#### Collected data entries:
=== Begin Enclosure ===

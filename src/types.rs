//! Core type definitions for the datapath engine.
//!
//! This module defines the fundamental scalar types used throughout the
//! component graph.

/// Raw value carried by a port, before width masking is applied.
///
/// Every port declares a bit width of at most 32 bits, so a `u32` holds
/// any representable value.
pub type Value = u32;

/// Propagation latency of a component or port, in abstract time units
/// (typically picoseconds in CPU definition files).
pub type Latency = u32;

/// Simulated clock cycle counter.
pub type Cycle = u64;

/// Index of a component in the CPU's insertion-ordered component arena.
pub type ComponentIndex = usize;

/// Index of a port within a component's input or output registry.
pub type PortIndex = usize;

=== End Enclosure ===

#### Problem details:
Return the entries exactly through the "pub type Latency = u32;" line.

#### Answer to this exercise:
filename src/types.rs
//! Core type definitions for the datapath engine.
//!
//! This module defines the fundamental scalar types used throughout the
//! component graph.

/// Raw value carried by a port, before width masking is applied.
///
/// Every port declares a bit width of at most 32 bits, so a `u32` holds
/// any representable value.
pub type Value = u32;

/// Propagation latency of a component or port, in abstract time units
/// (typically picoseconds in CPU definition files).
pub type Latency = u32;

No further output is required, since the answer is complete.